Oakland, CA, USA; Toronto Blue Jays relief pitcher Francisco Cordero (48) reacts during the ninth inning against the Oakland Athletics at O.co Coliseum. The Athletics defeated the Blue Jays 7-3. Mandatory Credit: Kyle Terada-US PRESSWIRE
The Blue Jays signed closer Francisco Cordero as a free agent. Francisco Cordero isn't the Blue Jays' closer anymore.
And that's how a 3-2 lead turned into a 7-3, walk-off loss. It wasn't all Cordero's fault, but a lot of it was Cordero's fault, and his ERA now stands at a ghastly 9.53. So I guess this is among the week's least surprising news.

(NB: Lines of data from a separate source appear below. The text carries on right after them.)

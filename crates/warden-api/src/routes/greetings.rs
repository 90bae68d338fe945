//! # Greeting Endpoints
//!
//! - `GET /v1/greetings/{name}` — greet by name; the path parameter
//!   always satisfies the `not_null` precondition.
//! - `GET /v1/greetings-broken` — calls the service with no name,
//!   tripping the precondition. Demonstrates that a contract failure
//!   inside the service surfaces as a `500` with a diagnostic body and
//!   a single severe log, never as a `400`.

use axum::extract::{OriginalUri, Path, State};
use axum::response::{IntoResponse, Response};
use axum::routing::get;
use axum::Router;

use crate::routes::service_failure;
use crate::state::AppState;

const GREETING_SITE: &str = "warden_api::service::GreetingService::greeting";

/// Build the greetings router.
pub fn router() -> Router<AppState> {
    Router::new()
        .route("/v1/greetings/{name}", get(greet))
        .route("/v1/greetings-broken", get(greet_broken))
}

/// GET /v1/greetings/{name}
async fn greet(
    State(state): State<AppState>,
    OriginalUri(uri): OriginalUri,
    Path(name): Path<String>,
) -> Response {
    match state.service.greeting(Some(&name)) {
        Ok(message) => message.into_response(),
        Err(err) => service_failure(
            &state.reporter,
            &err,
            uri.path(),
            &[GREETING_SITE, concat!(module_path!(), "::greet")],
        ),
    }
}

/// GET /v1/greetings-broken
async fn greet_broken(
    State(state): State<AppState>,
    OriginalUri(uri): OriginalUri,
) -> Response {
    match state.service.greeting(None) {
        Ok(message) => message.into_response(),
        Err(err) => service_failure(
            &state.reporter,
            &err,
            uri.path(),
            &[GREETING_SITE, concat!(module_path!(), "::greet_broken")],
        ),
    }
}
//! # warden-api — HTTP Boundary for the Validation Engine
//!
//! Exposes the constraint engine over a small Axum surface and owns the
//! reporting pipeline that classifies failures into client and server
//! faults.
//!
//! ## API Surface
//!
//! | Route                              | Module                    | Failure class        |
//! |------------------------------------|---------------------------|----------------------|
//! | `GET /v1/validate/self-check`      | [`routes::self_check`]    | none (always 200)    |
//! | `GET /v1/scores/{score}`           | [`routes::scores`]        | user error (400)     |
//! | `GET /v1/scores/{score}/normalized`| [`routes::scores`]        | internal error (500) |
//! | `GET /v1/greetings/{name}`         | [`routes::greetings`]     | none                 |
//! | `GET /v1/greetings-broken`         | [`routes::greetings`]     | internal error (500) |
//!
//! ## Failure Classification
//!
//! Request-parameter violations are the client's fault: terse `400`,
//! nothing logged. Method-precondition and return-value violations are
//! server faults: diagnostic `500` plus exactly one severe log record
//! carrying the error id. See [`report`].

pub mod bootstrap;
pub mod report;
pub mod routes;
pub mod service;
pub mod sink;
pub mod state;

use axum::Router;
use tower_http::trace::TraceLayer;

use crate::state::AppState;

/// Assemble the full application router.
pub fn app(state: AppState) -> Router {
    Router::new()
        .merge(routes::self_check::router())
        .merge(routes::scores::router())
        .merge(routes::greetings::router())
        .layer(TraceLayer::new_for_http())
        .with_state(state)
}
//! # Self-Check Endpoint
//!
//! Runs the validator against one document built to trip every profile
//! constraint and one that passes, and returns both rendered outcomes.
//! The response is deterministic, so a single string comparison covers
//! path rendering, message wording, and set ordering end to end.
//!
//! - `GET /v1/validate/self-check`

use axum::extract::{OriginalUri, State};
use axum::response::{IntoResponse, Response};
use axum::routing::get;
use axum::Router;
use serde_json::{json, Value};

use crate::bootstrap::PROFILE_TYPE;
use crate::state::AppState;

/// Build the self-check router.
pub fn router() -> Router<AppState> {
    Router::new().route("/v1/validate/self-check", get(self_check))
}

/// One violation per declared constraint position.
fn failing_profile() -> Value {
    json!({
        "email": "oops",
        "additional_emails": ["nope"],
        "categorized_emails": {"a": ["bad"]},
        "score": -1
    })
}

fn passing_profile() -> Value {
    json!({
        "email": "dev@example.org",
        "additional_emails": [],
        "categorized_emails": {"work": ["dev@example.org"]},
        "score": 10
    })
}

/// GET /v1/validate/self-check
async fn self_check(State(state): State<AppState>, OriginalUri(uri): OriginalUri) -> Response {
    let failing = match state.validator.validate(&failing_profile(), PROFILE_TYPE) {
        Ok(v) => v,
        Err(e) => return state.reporter.engine_failure(&e, uri.path()).into_response(),
    };
    let passing = match state.validator.validate(&passing_profile(), PROFILE_TYPE) {
        Ok(v) => v,
        Err(e) => return state.reporter.engine_failure(&e, uri.path()).into_response(),
    };
    format!("{failing}\n{passing}").into_response()
}
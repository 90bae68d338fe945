//! # Route Modules
//!
//! Handlers return `Response` directly: failure mapping needs the
//! request path and the reporter, so errors are classified inside each
//! handler rather than through a blanket `IntoResponse` impl.

pub mod greetings;
pub mod scores;
pub mod self_check;

use axum::response::{IntoResponse, Response};

use crate::report::Reporter;
use crate::service::ServiceError;

/// Map a service failure to a response via the reporter. `frames` are
/// the call-path identifiers shown in internal-error diagnostics,
/// innermost first.
pub(crate) fn service_failure(
    reporter: &Reporter,
    err: &ServiceError,
    request_path: &str,
    frames: &[&str],
) -> Response {
    match err {
        ServiceError::Violation(v) => reporter.report(v, request_path, frames).into_response(),
        ServiceError::Engine(e) => reporter.engine_failure(e, request_path).into_response(),
    }
}
//! # Check Subcommand
//!
//! Offline document validation: loads `*.schema.json` type descriptors
//! from a directory, validates each given JSON document against a
//! registered type, and prints a summary report.
//!
//! A document that fails its constraints is a validation failure (exit
//! code 1). A descriptor that cannot be compiled, an unknown type name,
//! or an unreadable document is an operational error (exit code 2).

use std::path::PathBuf;

use anyhow::{Context, Result};
use clap::Args;

use warden_engine::{ConstraintRegistry, Validator};

/// Arguments for the `warden check` subcommand.
#[derive(Args, Debug)]
pub struct CheckArgs {
    /// Directory containing *.schema.json type descriptors.
    #[arg(long, default_value = "schemas")]
    pub schemas: PathBuf,

    /// Registered type to validate the documents against.
    #[arg(long = "type", value_name = "TYPE")]
    pub type_name: String,

    /// JSON documents to check.
    #[arg(value_name = "PATH", required = true)]
    pub paths: Vec<PathBuf>,
}

/// Execute the check subcommand.
///
/// Returns exit code: 0 on success, 1 on validation failure, 2 on
/// operational error (via the `Err` arm in main).
pub fn run_check(args: &CheckArgs) -> Result<u8> {
    let registry = ConstraintRegistry::from_dir(&args.schemas)
        .with_context(|| format!("failed to load schemas from {}", args.schemas.display()))?;

    tracing::info!(
        type_count = registry.type_count(),
        "loaded constraint registry"
    );

    if !registry.contains_type(&args.type_name) {
        anyhow::bail!(
            "unknown type {:?}; registered types: {}",
            args.type_name,
            registry.type_names().join(", ")
        );
    }

    let validator = Validator::new(std::sync::Arc::new(registry));

    let total = args.paths.len();
    let mut passed = 0usize;
    let mut failures: Vec<(&PathBuf, String)> = Vec::new();

    for path in &args.paths {
        let content = std::fs::read_to_string(path)
            .with_context(|| format!("failed to read {}", path.display()))?;
        let document: serde_json::Value = serde_json::from_str(&content)
            .with_context(|| format!("invalid JSON in {}", path.display()))?;

        let violations = validator
            .validate(&document, &args.type_name)
            .with_context(|| format!("cannot validate {}", path.display()))?;

        if violations.is_empty() {
            passed += 1;
        } else {
            failures.push((path, violations.to_string()));
        }
    }

    println!("Documents: {passed}/{total} passed");
    for (path, outcome) in &failures {
        println!("  FAIL: {} — {}", path.display(), outcome);
    }

    if failures.is_empty() {
        Ok(0)
    } else {
        Ok(1)
    }
}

The Blue Jays signed Cordero for one year and $4.5 million. Just looking at his recent ERAs, he looked like a decent bet. Looking deeper, there was reason to be nervous, as Cordero's strikeout rate plummeted from 33 percent in 2007 to 15 percent in 2011. Cordero's skillset has been eroding, and while he's obviously not this bad - 9.53 ERA bad - Cordero might not get his role back. Usually when proven closers are bounced from the closing role, they get their job back in a little time, but I don't think Cordero's going to have it that easy, unless he does.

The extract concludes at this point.